[[ Task inputs open ]]

//! wgpu backend for the render loop.
//!
//! Each frame renders a depth-only shadow pass from the sun, then either the
//! six reflection probe faces or the main camera view. The probe cube and
//! every uploaded image carry a full mip chain, refilled by a blit pass after
//! each write. Meshes are uploaded lazily per [`GeometryId`] and destroyed
//! when the scene releases them.

mod mipmap;
mod shader;
mod targets;

use std::collections::HashMap;

use bytemuck::bytes_of;
use log::{info, warn};
use wgpu::util::DeviceExt;

use crate::config::RenderConfig;
use crate::error::RenderError;
use crate::geometry::{Geometry, GeometryId, Vertex};
use crate::render_loop::{Frame, FrameSink};
use crate::scene::{DrawItem, EnvironmentTextures, ReflectionProbe};
use crate::texture::{TextureId, TextureProvider, WrapMode};

use mipmap::MipGenerator;
use shader::{FrameUniform, ObjectUniform, ShadowUniform, LIT_SHADER, SHADOW_SHADER};
use targets::{
    placeholder_cube, sampler, CubeTarget, DepthTarget, GpuTexture, MeshBuffers, PlaceholderCube,
    ShadowMap, CAPTURE_FORMAT, DEPTH_FORMAT,
};

/// GPU renderer drawing the configurator scene into a window or canvas.
pub struct Renderer {
    surface: wgpu::Surface<'static>,
    device: wgpu::Device,
    queue: wgpu::Queue,
    config: wgpu::SurfaceConfiguration,
    depth: DepthTarget,
    frame_layout: wgpu::BindGroupLayout,
    object_layout: wgpu::BindGroupLayout,
    shadow_layout: wgpu::BindGroupLayout,
    main_pipeline: wgpu::RenderPipeline,
    capture_pipeline: wgpu::RenderPipeline,
    shadow_pipeline: wgpu::RenderPipeline,
    shadow_map: ShadowMap,
    reflection: CubeTarget,
    placeholder_env: PlaceholderCube,
    env_sampler: wgpu::Sampler,
    repeat_sampler: wgpu::Sampler,
    clamp_sampler: wgpu::Sampler,
    white: GpuTexture,
    mips: MipGenerator,
    textures: HashMap<TextureId, GpuTexture>,
    meshes: HashMap<GeometryId, MeshBuffers>,
    clear_color: wgpu::Color,
}
//! Animation state machine. Classifies locomotion from actual speed,
//! independently of the movement controller's flag, and owns per-actor frame
//! cursors keyed on a monotonic clock supplied by the host.

use std::collections::HashMap;
use std::time::Duration;

use crate::math::Direction;
use crate::scene::{Actor, ActorId};
use crate::sprite::{AnimState, SpriteConfig};

/// Speed below which an actor animates as Idle, px/s.
pub const IDLE_MAX_SPEED: f32 = 10.0;

/// Running kicks in at `frame_w * RUN_SPEED_FRAME_WIDTHS` px/s.
pub const RUN_SPEED_FRAME_WIDTHS: f32 = 4.0;

const IDLE_FPS_FACTOR: f32 = 0.5;
const WALK_FPS_FACTOR: f32 = 1.0;
const RUN_FPS_FACTOR: f32 = 1.5;

#[derive(Debug, Clone, Copy, PartialEq)]
struct AnimCursor {
    slot: usize,
    last_advance: Duration,
    state: AnimState,
    dir: Direction,
}

#[derive(Debug, Default)]
pub struct AnimationStateMachine {
    cursors: HashMap<ActorId, AnimCursor>,
}

impl AnimationStateMachine {
    pub fn new() -> Self {
        Self::default()
    }

    /// Advances the actor's cursor to `now` and returns the sheet frame index
    /// to draw. The cursor resets to the first frame whenever the classified
    /// state or the facing changes, so a turn never starts mid-cycle.
    pub fn step(&mut self, now: Duration, actor: &Actor, cfg: &SpriteConfig) -> usize {
        let state = classify(actor.vel().length(), cfg.frame_w);
        let dir = actor.dir();

        let cursor = self
            .cursors
            .entry(actor.id())
            .or_insert(AnimCursor {
                slot: 0,
                last_advance: now,
                state,
                dir,
            });
        if cursor.state != state || cursor.dir != dir {
            cursor.slot = 0;
            cursor.last_advance = now;
            cursor.state = state;
            cursor.dir = dir;
        }

        let frames = cfg.frames_for(state, dir);
        if frames.is_empty() {
            return 0;
        }

        let fps = cfg.base_fps * fps_factor(state);
        if fps > 0.0 {
            let elapsed = now.saturating_sub(cursor.last_advance).as_secs_f32();
            if elapsed >= 1.0 / fps {
                if cfg.looped(state) {
                    cursor.slot = (cursor.slot + 1) % frames.len();
                } else {
                    cursor.slot = (cursor.slot + 1).min(frames.len() - 1);
                }
                cursor.last_advance = now;
            }
        }

        frames[cursor.slot.min(frames.len() - 1)] as usize
    }

    /// Drops an actor's cursor; safe to call for unknown actors.
    pub fn clear(&mut self, actor_id: ActorId) {
        self.cursors.remove(&actor_id);
    }

    pub fn clear_all(&mut self) {
        self.cursors.clear();
    }
}

fn classify(speed: f32, frame_w: f32) -> AnimState {
    if speed < IDLE_MAX_SPEED {
        AnimState::Idle
    } else if speed < frame_w * RUN_SPEED_FRAME_WIDTHS {
        AnimState::Walking
    } else {
        AnimState::Running
    }
}

fn fps_factor(state: AnimState) -> f32 {
    match state {
        AnimState::Idle => IDLE_FPS_FACTOR,
        AnimState::Walking => WALK_FPS_FACTOR,
        AnimState::Running => RUN_FPS_FACTOR,
    }
}
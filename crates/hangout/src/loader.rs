//! JSON scene-setup parsing. Wraps serde_json with serde_path_to_error so a
//! malformed setup reports the exact field that failed, and validates the
//! tile array before handing the setup to the session.

use engine::{validate_tiles, GridError, SceneSetup};
use thiserror::Error;

#[derive(Debug, Error)]
pub enum SetupError {
    #[error("scene setup JSON invalid at {}: {source}", .source.path())]
    Parse {
        #[source]
        source: serde_path_to_error::Error<serde_json::Error>,
    },
    #[error("scene setup tiles invalid: {0}")]
    InvalidTiles(#[from] GridError),
}

pub fn parse_scene_setup(json: &str) -> Result<SceneSetup, SetupError> {
    let mut deserializer = serde_json::Deserializer::from_str(json);
    let setup: SceneSetup = serde_path_to_error::deserialize(&mut deserializer)
        .map_err(|source| SetupError::Parse { source })?;
    validate_tiles(&setup.grid, &setup.tiles)?;
    Ok(setup)
}
//! Built-in room layouts. Every room is an 85x85 grid of 24 px tiles whose
//! playable area sits in the top-left corner; everything outside it is wall.

use engine::{ActorDescriptor, Direction, Grid, SceneSetup, Tile, TileCoord, TileKind, Vec2};

pub const ROOM_COLS: u32 = 85;
pub const ROOM_ROWS: u32 = 85;
pub const ROOM_TILE_SIZE: f32 = 24.0;

pub const LOCAL_PLAYER_ID: u64 = 1;
const LOCAL_PLAYER_SPEED: f32 = 8.0;

#[derive(Debug, Clone, Copy, PartialEq, Eq)]
pub enum RoomKind {
    Park,
    Cafe,
    Arcade,
}

/// Complete scene setup for a room, local player included.
pub fn room_setup(kind: RoomKind) -> SceneSetup {
    let grid = Grid {
        tile_size: ROOM_TILE_SIZE,
        cols: ROOM_COLS,
        rows: ROOM_ROWS,
    };
    let mut tiles = Vec::with_capacity(grid.cell_count());
    for y in 0..grid.rows as i32 {
        for x in 0..grid.cols as i32 {
            let (tile_kind, walkable, cost) = classify(kind, x, y);
            tiles.push(Tile {
                id: (y * grid.cols as i32 + x) as u32,
                tx: x,
                ty: y,
                kind: tile_kind,
                walkable,
                cost,
            });
        }
    }

    SceneSetup {
        grid,
        tiles,
        viewport: Vec2::new(320.0, 240.0),
        camera: Vec2::ZERO,
        zoom: 1.0,
        actors: default_actors(),
        local_player_id: Some(LOCAL_PLAYER_ID),
    }
}

pub fn default_actors() -> Vec<ActorDescriptor> {
    // (4, 4) is walkable in every room layout.
    vec![ActorDescriptor {
        id: LOCAL_PLAYER_ID,
        sprite_id: "hero_64".to_owned(),
        tile: TileCoord::new(4, 4),
        dir: Direction::S,
        speed_tiles_per_sec: LOCAL_PLAYER_SPEED,
    }]
}

const WALL: (TileKind, bool, f32) = (TileKind::Wall, false, 1.0);
const FLOOR: (TileKind, bool, f32) = (TileKind::Floor, true, 1.0);

fn classify(kind: RoomKind, x: i32, y: i32) -> (TileKind, bool, f32) {
    match kind {
        // Checkered grass over a 3..=26 by 3..=21 lawn.
        RoomKind::Park => {
            if x < 3 || x > 26 || y < 3 || y > 21 {
                WALL
            } else if (x + y) % 4 == 0 {
                (TileKind::Grass, true, 2.0)
            } else {
                FLOOR
            }
        }
        // Two table blocks and a counter inside 2..=27 by 2..=22.
        RoomKind::Cafe => {
            let table = (8..=12).contains(&y)
                && ((8..=12).contains(&x) || (18..=22).contains(&x));
            let counter = (14..=16).contains(&x) && (2..=4).contains(&y);
            if x < 2 || x > 27 || y < 2 || y > 22 || table || counter {
                WALL
            } else {
                FLOOR
            }
        }
        // A lattice of machines inside 2..=27 by 2..=22.
        RoomKind::Arcade => {
            let machine =
                x % 4 == 0 && y % 3 == 0 && x > 2 && x < 27 && y > 2 && y < 22;
            if x < 2 || x > 27 || y < 2 || y > 22 || machine {
                WALL
            } else {
                FLOOR
            }
        }
    }
}
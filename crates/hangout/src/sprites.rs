//! Built-in sprite sheet definitions. Sheets are 4x4: one row per facing in
//! N/E/S/W order, one column per animation frame.

use std::collections::{BTreeMap, HashMap};

use engine::sprite::AnimationDef;
use engine::{AnimState, Direction, SpriteConfig};

pub fn sprite_library() -> HashMap<String, SpriteConfig> {
    let mut library = HashMap::new();
    library.insert("hero_64".to_owned(), hero_64());
    library.insert("hero_32x48".to_owned(), hero_32x48());
    library
}

fn all_dirs(frames: &[u32]) -> BTreeMap<Direction, Vec<u32>> {
    [Direction::N, Direction::E, Direction::S, Direction::W]
        .into_iter()
        .map(|dir| (dir, frames.to_vec()))
        .collect()
}

pub fn hero_64() -> SpriteConfig {
    let mut animations = BTreeMap::new();
    animations.insert(
        AnimState::Idle,
        AnimationDef {
            looped: true,
            frames: all_dirs(&[0]),
        },
    );
    animations.insert(
        AnimState::Walking,
        AnimationDef {
            looped: true,
            frames: all_dirs(&[0, 1, 2, 3]),
        },
    );
    animations.insert(
        AnimState::Running,
        AnimationDef {
            looped: true,
            frames: all_dirs(&[0, 1, 2, 3]),
        },
    );
    SpriteConfig {
        id: "hero_64".to_owned(),
        frame_w: 64.0,
        frame_h: 64.0,
        scale: 1.0,
        base_fps: 10.0,
        anchor: None,
        sheet_cols: 4,
        sheet_rows: 4,
        animations,
    }
}

/// Smaller sheet with no dedicated running cycle; fast movement falls back to
/// the resolver's frame 0.
pub fn hero_32x48() -> SpriteConfig {
    let mut animations = BTreeMap::new();
    animations.insert(
        AnimState::Idle,
        AnimationDef {
            looped: true,
            frames: all_dirs(&[0, 1]),
        },
    );
    animations.insert(
        AnimState::Walking,
        AnimationDef {
            looped: true,
            frames: all_dirs(&[0, 1, 2, 3]),
        },
    );
    SpriteConfig {
        id: "hero_32x48".to_owned(),
        frame_w: 32.0,
        frame_h: 48.0,
        scale: 1.0,
        base_fps: 10.0,
        anchor: None,
        sheet_cols: 4,
        sheet_rows: 4,
        animations,
    }
}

[[ Task inputs closed ]]

> _What to work on_:
Please restate, word for word, the lines of the entries that run from the first line through the one holding "blit pass after", and add nothing.

> _Reply to the exercise_:
//! wgpu backend for the render loop.
//!
//! Each frame renders a depth-only shadow pass from the sun, then either the
//! six reflection probe faces or the main camera view. The probe cube and
//! every uploaded image carry a full mip chain, refilled by a blit pass after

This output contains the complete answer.